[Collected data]
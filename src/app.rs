//! Interactive host: element list, preview pane, id prompt and the modal
//! notice raised after every copy.

use std::io;
use std::time::Duration;

use crossterm::event::Event;
use ratatui::layout::{Constraint, Direction, Layout};
use ratatui::style::Style;

use crate::clipboard::Clipboard;
use crate::components::{
    Component, ElementListComponent, ElementPreviewComponent, ElementRow, IdPromptComponent,
    NoticeOverlayComponent, StatusBar,
};
use crate::copier::{ClipboardCopier, CopyOutcome, Page};
use crate::document::Document;
use crate::drivers::{InputDriver, OutputDriver};
use crate::event_loop::{ControlFlow, EventLoop};
use crate::keybindings::{Action, KeyBindings};
use crate::notify::{NotifyMode, RecordingNotifier};
use crate::ui::UiFrame;

pub struct App<C> {
    page: Page,
    copier: ClipboardCopier<C, RecordingNotifier>,
    notices: RecordingNotifier,
    keys: KeyBindings,
    list: ElementListComponent,
    preview: ElementPreviewComponent,
    prompt: IdPromptComponent,
    notice: NoticeOverlayComponent,
    status: StatusBar,
}

impl<C: Clipboard> App<C> {
    pub fn new(document: Document, clipboard: C, mode: NotifyMode) -> Self {
        let notices = RecordingNotifier::new();
        let copier = ClipboardCopier::new(clipboard, notices.clone()).with_mode(mode);
        let keys = KeyBindings::default();
        let mut list = ElementListComponent::new("Elements");
        list.set_rows(ElementRow::from_document(&document));
        let mut status = StatusBar::new();
        status.set_style(
            Style::default()
                .fg(crate::theme::panel_fg())
                .bg(crate::theme::panel_bg()),
        );
        status.set_right(format!(
            "{}  {}  {}",
            keys.hint(Action::Copy, "copy"),
            keys.hint(Action::OpenPrompt, "by id"),
            keys.hint(Action::Quit, "quit"),
        ));
        if document.is_empty() {
            status.set_left("document has no elements");
        }
        let mut app = Self {
            page: Page::new(document),
            copier,
            notices,
            keys,
            list,
            preview: ElementPreviewComponent::new(),
            prompt: IdPromptComponent::new(),
            notice: NoticeOverlayComponent::new(),
            status,
        };
        app.sync_preview();
        app
    }

    pub fn page(&self) -> &Page {
        &self.page
    }

    pub fn notice(&self) -> &NoticeOverlayComponent {
        &self.notice
    }

    pub fn list(&self) -> &ElementListComponent {
        &self.list
    }

    pub fn status(&self) -> &StatusBar {
        &self.status
    }

    /// Route one input event. The notice dialog sees events first and keeps
    /// them while it is open; then the id prompt; then app-level keys; then
    /// the list.
    pub fn handle_event(&mut self, event: &Event) -> ControlFlow {
        if self.notice.handle_event(event) {
            return ControlFlow::Continue;
        }
        if self.prompt.handle_event(event) {
            if let Some(id) = self.prompt.take_submitted() {
                self.copy(&id);
            }
            return ControlFlow::Continue;
        }
        if let Event::Key(key) = event {
            if self.keys.matches(Action::Quit, key) {
                return ControlFlow::Quit;
            }
            if self.keys.matches(Action::Copy, key) {
                if let Some(id) = self.list.selected_id().map(str::to_string) {
                    self.copy(&id);
                }
                return ControlFlow::Continue;
            }
            if self.keys.matches(Action::OpenPrompt, key) {
                self.prompt.open();
                return ControlFlow::Continue;
            }
        }
        if self.list.handle_event(event) {
            self.sync_preview();
        }
        ControlFlow::Continue
    }

    fn copy(&mut self, id: &str) {
        match self.copier.copy_element_to_clipboard(&mut self.page, id) {
            Ok(CopyOutcome::Copied { chars }) => {
                self.status.set_left(format!("copied {chars} chars from #{id}"));
            }
            Ok(CopyOutcome::Rejected { reason }) => {
                self.status.set_left_styled(
                    format!("clipboard rejected #{id}: {reason}"),
                    Style::default().fg(crate::theme::failure_fg()),
                );
            }
            Err(err) => {
                self.status.set_left_styled(
                    err.to_string(),
                    Style::default().fg(crate::theme::failure_fg()),
                );
            }
        }
        if let Some(notice) = self.notices.take().pop() {
            self.notice.open(notice);
        }
    }

    fn sync_preview(&mut self) {
        let id = self.list.selected_id();
        let text = id
            .and_then(|id| self.page.document().get_element_by_id(id))
            .map(|element| element.text_content())
            .unwrap_or_default();
        self.preview.set_element(id, text);
    }

    pub fn render(&mut self, frame: &mut UiFrame<'_>) {
        let area = frame.area();
        if area.width == 0 || area.height == 0 {
            return;
        }
        let rows = Layout::default()
            .direction(Direction::Vertical)
            .constraints([Constraint::Min(1), Constraint::Length(1)])
            .split(area);
        let panes = Layout::default()
            .direction(Direction::Horizontal)
            .constraints([Constraint::Percentage(45), Constraint::Percentage(55)])
            .split(rows[0]);

        let modal = self.notice.visible();
        self.list.render(frame, panes[0], !modal && !self.prompt.active());
        self.preview.render(frame, panes[1], false);
        if self.prompt.active() {
            self.prompt.render(frame, rows[1], true);
        } else {
            self.status.render(frame, rows[1], false);
        }
        self.notice.render(frame, area, true);
    }
}

/// Run the interactive UI until the user quits.
pub fn run<C, I, O>(app: &mut App<C>, input: I, output: &mut O, poll: Duration) -> io::Result<()>
where
    C: Clipboard,
    I: InputDriver,
    O: OutputDriver,
{
    output.enter()?;
    let mut event_loop = EventLoop::new(input, poll);
    let result = event_loop.run(|_, event| match event {
        None => {
            output.draw(|mut frame| app.render(&mut frame))?;
            Ok(ControlFlow::Continue)
        }
        Some(event) => Ok(app.handle_event(&event)),
    });
    output.exit()?;
    result
}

=== TASK GOAL ===
Print, please, the lines above from the very first through the one that holds "use crate::clipboard::Clipboard;", both included, word for word and with nothing else.

=== RESPONSE TO THE TASK ===
filename src/app.rs
//! Interactive host: element list, preview pane, id prompt and the modal
//! notice raised after every copy.

use std::io;
use std::time::Duration;

use crossterm::event::Event;
use ratatui::layout::{Constraint, Direction, Layout};
use ratatui::style::Style;

use crate::clipboard::Clipboard;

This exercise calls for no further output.